According to the invention, gaseous substances, such as natural gas components, that are adsorbed onto the surfaces of subterranean solid carbonaceous formations, such as coal deposits, or which are otherwise trapped in the formation, are released from the formation and forced to the surface of the earth by injecting a strongly adsorbable fluid stream comprising one or more strongly adsorbable fluids into the formation and then injecting a gas stream comprising one or more weakly adsorbable gases into the formation in a manner such that the weakly adsorbable gas stream forces the strongly adsorbable fluid(s) to move through pores, cracks and seams in the formation toward a gas collection point in or at the end of the formation. When the fluid stream comprising the one or more strongly adsorbable components is injected into the deposit it facilitates release of the gaseous substances adsorbed or trapped therein. When the gas stream comprising the one or more weakly adsorbable gases is injected into the deposit it forces the strongly adsorbable fluid stream to move through the formation ahead of the weakly adsorbable gas stream. If the strongly adsorbable fluid stream is in the form of a liquid, as it moves through the formation, which is often at a temperature of about 35° to 60°C or more, all or a portion of liquid fluid likely vaporizes. When this occurs, the vapor moves through the formation, and as it does so it desorbs the gaseous substances therefrom and sweeps them toward the gas collection point. At the collection point the desorbed gaseous substances, which may be mixed with the vapors, are withdrawn from the formation.

The gaseous substances recovered by the process of the invention are the gases that are normally found in underground solid carbonaceous formations such as coal deposits. These include the components of natural gas, which is made up mostly of lower molecular weight hydrocarbons, i.e. hydrocarbons having from 1 to about 6 carbon atoms. The most prevalent hydrocarbons in such natural gas are those having up to 3 hydrocarbons, and by far the most highly concentrated hydrocarbon present is methane. Other gases, such as nitrogen, may also be present in the formation in small concentrations.

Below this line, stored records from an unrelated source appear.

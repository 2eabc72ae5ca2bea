//! Shared test support: a deterministic in-process mock engine and an
//! app builder wiring the gateway routes the way `main.rs` does.

use std::collections::HashMap;
use std::sync::atomic::{AtomicU32, Ordering};
use std::sync::Mutex;

use actix_web::{web, App, HttpResponse, HttpServer};
use serde_json::{json, Value};

use async_trait::async_trait;

use gateway::engine::EngineClient;
use gateway::error::AppError;
use gateway::history::records::CompletionUpdate;
use gateway::history::{GameRecord, HistoryRecorder, TournamentRecord};
use gateway::state::AppState;

#[derive(Debug, Clone)]
pub struct MockGame {
    pub positions: [u8; 2],
    pub cash: [i64; 2],
    pub current_player: u8,
    pub turn_count: u32,
    pub max_turns: u32,
    pub game_over: bool,
    pub winner: Option<u8>,
    pub last_dice_roll: u8,
}

impl MockGame {
    fn new(starting_cash: i64, max_turns: u32) -> Self {
        Self {
            positions: [0, 0],
            cash: [starting_cash, starting_cash],
            current_player: 0,
            turn_count: 0,
            max_turns,
            game_over: false,
            winner: None,
            last_dice_roll: 0,
        }
    }

    fn snapshot(&self) -> Value {
        json!({
            "positions": self.positions,
            "cash": self.cash,
            "currentPlayer": self.current_player,
            "turnCount": self.turn_count,
            "gameOver": self.game_over,
            "winner": self.winner,
            "lastDiceRoll": self.last_dice_roll,
            "lastAction": "",
        })
    }

    /// Deterministic single-turn advance: dice cycle 2..=12, one-based
    /// turn numbering, termination at max_turns with player 0 winning.
    fn advance(&mut self) -> Value {
        let player = self.current_player;
        let dice = ((self.turn_count % 11) + 2) as u8;
        let new_pos = (self.positions[player as usize] + dice) % 40;

        self.positions[player as usize] = new_pos;
        self.last_dice_roll = dice;
        self.current_player = 1 - player;
        self.turn_count += 1;

        if self.turn_count >= self.max_turns {
            self.game_over = true;
            self.winner = Some(0);
        }

        json!({
            "turn": self.turn_count,
            "player": player,
            "diceRoll": dice,
            "newPosition": new_pos,
            "action": "SKIP",
        })
    }
}

#[derive(Default)]
pub struct MockEngine {
    games: Mutex<HashMap<String, MockGame>>,
    next_id: AtomicU32,
}

impl MockEngine {
    fn not_found() -> HttpResponse {
        HttpResponse::NotFound().json(json!({"error": "Game not found"}))
    }
}

async fn engine_health() -> HttpResponse {
    HttpResponse::Ok().json(json!({"status": "healthy", "service": "mock-engine"}))
}

async fn engine_agents() -> HttpResponse {
    HttpResponse::Ok().json(json!({
        "agents": [
            {"id": "expectiminimax", "name": "Expectiminimax"},
            {"id": "mcts", "name": "Monte Carlo Tree Search"},
        ]
    }))
}

async fn engine_new_game(
    state: web::Data<MockEngine>,
    body: web::Json<Value>,
) -> HttpResponse {
    let agent1 = body["agent1"]["type"].as_str().unwrap_or("expectiminimax");
    let agent2 = body["agent2"]["type"].as_str().unwrap_or("mcts");
    for kind in [agent1, agent2] {
        if !["expectiminimax", "minimax", "mcts", "hybrid_mcts"].contains(&kind) {
            return HttpResponse::BadRequest()
                .json(json!({"error": format!("Unknown agent type: {kind}")}));
        }
    }

    let starting_cash = body["startingCash"].as_i64().unwrap_or(1500);
    let max_turns = body["maxTurns"].as_u64().unwrap_or(200) as u32;

    let id = state.next_id.fetch_add(1, Ordering::SeqCst);
    let game_id = format!("game_{}", 10000 + id);
    let game = MockGame::new(starting_cash, max_turns);
    let snapshot = game.snapshot();
    state.games.lock().unwrap().insert(game_id.clone(), game);

    HttpResponse::Ok().json(json!({
        "gameId": game_id,
        "state": snapshot,
        "agents": [
            {"id": 0, "type": agent1, "name": agent1.to_uppercase()},
            {"id": 1, "type": agent2, "name": agent2.to_uppercase()},
        ]
    }))
}

async fn engine_state(state: web::Data<MockEngine>, path: web::Path<String>) -> HttpResponse {
    let games = state.games.lock().unwrap();
    match games.get(path.as_str()) {
        Some(game) => HttpResponse::Ok().json(json!({
            "gameId": path.as_str(),
            "state": game.snapshot(),
        })),
        None => MockEngine::not_found(),
    }
}

async fn engine_turn(state: web::Data<MockEngine>, path: web::Path<String>) -> HttpResponse {
    let mut games = state.games.lock().unwrap();
    match games.get_mut(path.as_str()) {
        // A finished session answers 200 with the terminal state and
        // no turnInfo; nothing is played.
        Some(game) if game.game_over => HttpResponse::Ok().json(json!({
            "gameId": path.as_str(),
            "state": game.snapshot(),
            "gameOver": true,
            "winner": game.winner,
            "message": "Game is already over",
        })),
        Some(game) => {
            let turn_info = game.advance();
            HttpResponse::Ok().json(json!({
                "gameId": path.as_str(),
                "state": game.snapshot(),
                "turnInfo": turn_info,
                "gameOver": game.game_over,
                "winner": game.winner,
            }))
        }
        None => MockEngine::not_found(),
    }
}

async fn engine_fast_forward(
    state: web::Data<MockEngine>,
    path: web::Path<String>,
    body: web::Json<Value>,
) -> HttpResponse {
    let turns = body["turns"].as_u64().unwrap_or(10).min(50) as u32;
    let mut games = state.games.lock().unwrap();
    match games.get_mut(path.as_str()) {
        Some(game) => {
            let mut played = 0;
            for _ in 0..turns {
                if game.game_over {
                    break;
                }
                game.advance();
                played += 1;
            }
            HttpResponse::Ok().json(json!({
                "gameId": path.as_str(),
                "state": game.snapshot(),
                "turnsPlayed": played,
                "gameOver": game.game_over,
                "winner": game.winner,
            }))
        }
        None => MockEngine::not_found(),
    }
}

async fn engine_play(state: web::Data<MockEngine>, path: web::Path<String>) -> HttpResponse {
    let mut games = state.games.lock().unwrap();
    match games.get_mut(path.as_str()) {
        Some(game) => {
            let mut history = Vec::new();
            while !game.game_over {
                history.push(game.advance());
            }
            HttpResponse::Ok().json(json!({
                "gameId": path.as_str(),
                "state": game.snapshot(),
                "history": history,
                "winner": game.winner,
                "totalTurns": game.turn_count,
            }))
        }
        None => MockEngine::not_found(),
    }
}

async fn engine_delete(state: web::Data<MockEngine>, path: web::Path<String>) -> HttpResponse {
    let mut games = state.games.lock().unwrap();
    match games.remove(path.as_str()) {
        Some(_) => HttpResponse::Ok().json(json!({"message": "Game deleted"})),
        None => MockEngine::not_found(),
    }
}

async fn engine_simulate(body: web::Json<Value>) -> HttpResponse {
    let num_games = body["numGames"].as_u64().unwrap_or(10).min(100) as u32;
    let wins1 = num_games / 2;
    let wins2 = num_games - wins1;
    HttpResponse::Ok().json(json!({
        "agent1": {"type": "expectiminimax", "name": "Expectiminimax", "wins": wins1,
                   "winRate": wins1 as f64 / num_games as f64},
        "agent2": {"type": "mcts", "name": "MCTS", "wins": wins2,
                   "winRate": wins2 as f64 / num_games as f64},
        "totalGames": num_games,
    }))
}

/// Spawn the mock engine on an ephemeral port; returns its base URL.
pub async fn spawn_mock_engine() -> String {
    let data = web::Data::new(MockEngine::default());
    let server = HttpServer::new(move || {
        App::new()
            .app_data(data.clone())
            .route("/health", web::get().to(engine_health))
            .route("/agents", web::get().to(engine_agents))
            .route("/game/new", web::post().to(engine_new_game))
            .route("/game/{id}/state", web::get().to(engine_state))
            .route("/game/{id}/turn", web::post().to(engine_turn))
            .route("/game/{id}/fast-forward", web::post().to(engine_fast_forward))
            .route("/game/{id}/play", web::post().to(engine_play))
            .route("/game/{id}", web::delete().to(engine_delete))
            .route("/simulate", web::post().to(engine_simulate))
    })
    .workers(1)
    .bind(("127.0.0.1", 0))
    .expect("bind mock engine");

    let port = server.addrs()[0].port();
    actix_web::rt::spawn(server.run());
    format!("http://127.0.0.1:{port}")
}

/// Gateway state wired against the given engine, history disabled.
pub fn gateway_state(engine_url: &str) -> web::Data<AppState> {
    web::Data::new(AppState::without_history(EngineClient::new(
        engine_url.to_string(),
    )))
}

/// History recorder whose every operation fails, standing in for a
/// configured-but-unreachable secondary store.
pub struct FailingHistory;

#[async_trait]
impl HistoryRecorder for FailingHistory {
    async fn record_created(&self, _record: &GameRecord) -> Result<(), AppError> {
        Err(AppError::history_unavailable("store offline".into()))
    }

    async fn record_completed(
        &self,
        _game_id: &str,
        _update: CompletionUpdate,
    ) -> Result<(), AppError> {
        Err(AppError::history_unavailable("store offline".into()))
    }

    async fn record_deleted(&self, _game_id: &str) -> Result<(), AppError> {
        Err(AppError::history_unavailable("store offline".into()))
    }

    async fn get(&self, _game_id: &str) -> Result<Option<GameRecord>, AppError> {
        Err(AppError::history_unavailable("store offline".into()))
    }

    async fn list_recent(
        &self,
        _limit: usize,
        _include_history: bool,
    ) -> Result<Vec<GameRecord>, AppError> {
        Err(AppError::history_unavailable("store offline".into()))
    }

    async fn record_tournament(&self, _record: &TournamentRecord) -> Result<(), AppError> {
        Err(AppError::history_unavailable("store offline".into()))
    }

    async fn list_recent_tournaments(
        &self,
        _limit: usize,
    ) -> Result<Vec<TournamentRecord>, AppError> {
        Err(AppError::history_unavailable("store offline".into()))
    }
}

/// Gateway state with a history store that is present but failing.
pub fn gateway_state_failing_history(engine_url: &str) -> web::Data<AppState> {
    web::Data::new(AppState::new(
        EngineClient::new(engine_url.to_string()),
        FailingHistory,
    ))
}

/// Base URL of a port that nothing listens on.
pub fn unreachable_engine_url() -> String {
    // Bind-then-drop to find a port that is very likely closed.
    let listener = std::net::TcpListener::bind("127.0.0.1:0").expect("probe port");
    let port = listener.local_addr().expect("local addr").port();
    drop(listener);
    format!("http://127.0.0.1:{port}")
}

The strongly adsorbable fluid used in the process of the invention may be any gas, liquefied gas or volatile liquid that is nonreactive and which is more strongly adsorbed by the carbonaceous matter in the formation than are the gaseous substances that are to be recovered from the formation. By nonreactive is meant that the fluid does not chemically react with the carbonaceous matter or the gaseous substances present in the formation at the temperatures and pressures prevailing in the formation. It is preferred to use liquefied gases or volatile liquids that rapidly evaporate at the conditions existing in the underground formation. Liquefied carbon dioxide is preferred for use in the process of the invention because it is easily liquefied and is more strongly adsorbed onto the carbonaceous material than are the gaseous substances which it is desired to recover, hence it efficiently desorbs the gaseous substances from the coal as it passes through the bed. Carbon dioxide has the additional advantages that it evaporates at the temperatures and pressures usually prevailing in the formation, thereby forming the more efficiently adsorbed gas phase, and it is easily separated from the recovered gaseous substances because its boiling point is high relative to the boiling points of the recovered gaseous substances. Because of the latter advantage, it can be separated from the recovered formation gases by cooling the gas mixture sufficiently to condense the carbon dioxide. The liquefied carbon dioxide recovered by condensation can be reused in the process of the invention.

As indicated above, the strongly adsorbable fluid stream may be comprised substantially of a single strongly adsorbable component, or it may comprise a mixture of two or more strongly adsorbable components. The presence of minor amounts of weakly adsorbable gases in the strongly adsorbable fluid stream will not prevent the strongly adsorbable fluid from performing its intended function in the process of the invention. However, since the principle benefit is derived fron the strongly adsorbable component(s), the strongly adsorbable component(s) are present as the major components of this stream. In general, it is preferred that the strongly adsorbable component(s) comprise at least 75 and most preferably at least 90 volume percent of the strongly adsorbable fluid stream. Typical strongly adsorbable component streams comprise substantially pure carbon dioxide or mixtures of carbon dioxide as the major component and a weakly adsorbable gas, such as nitrogen, argon or oxygen, as a minor component.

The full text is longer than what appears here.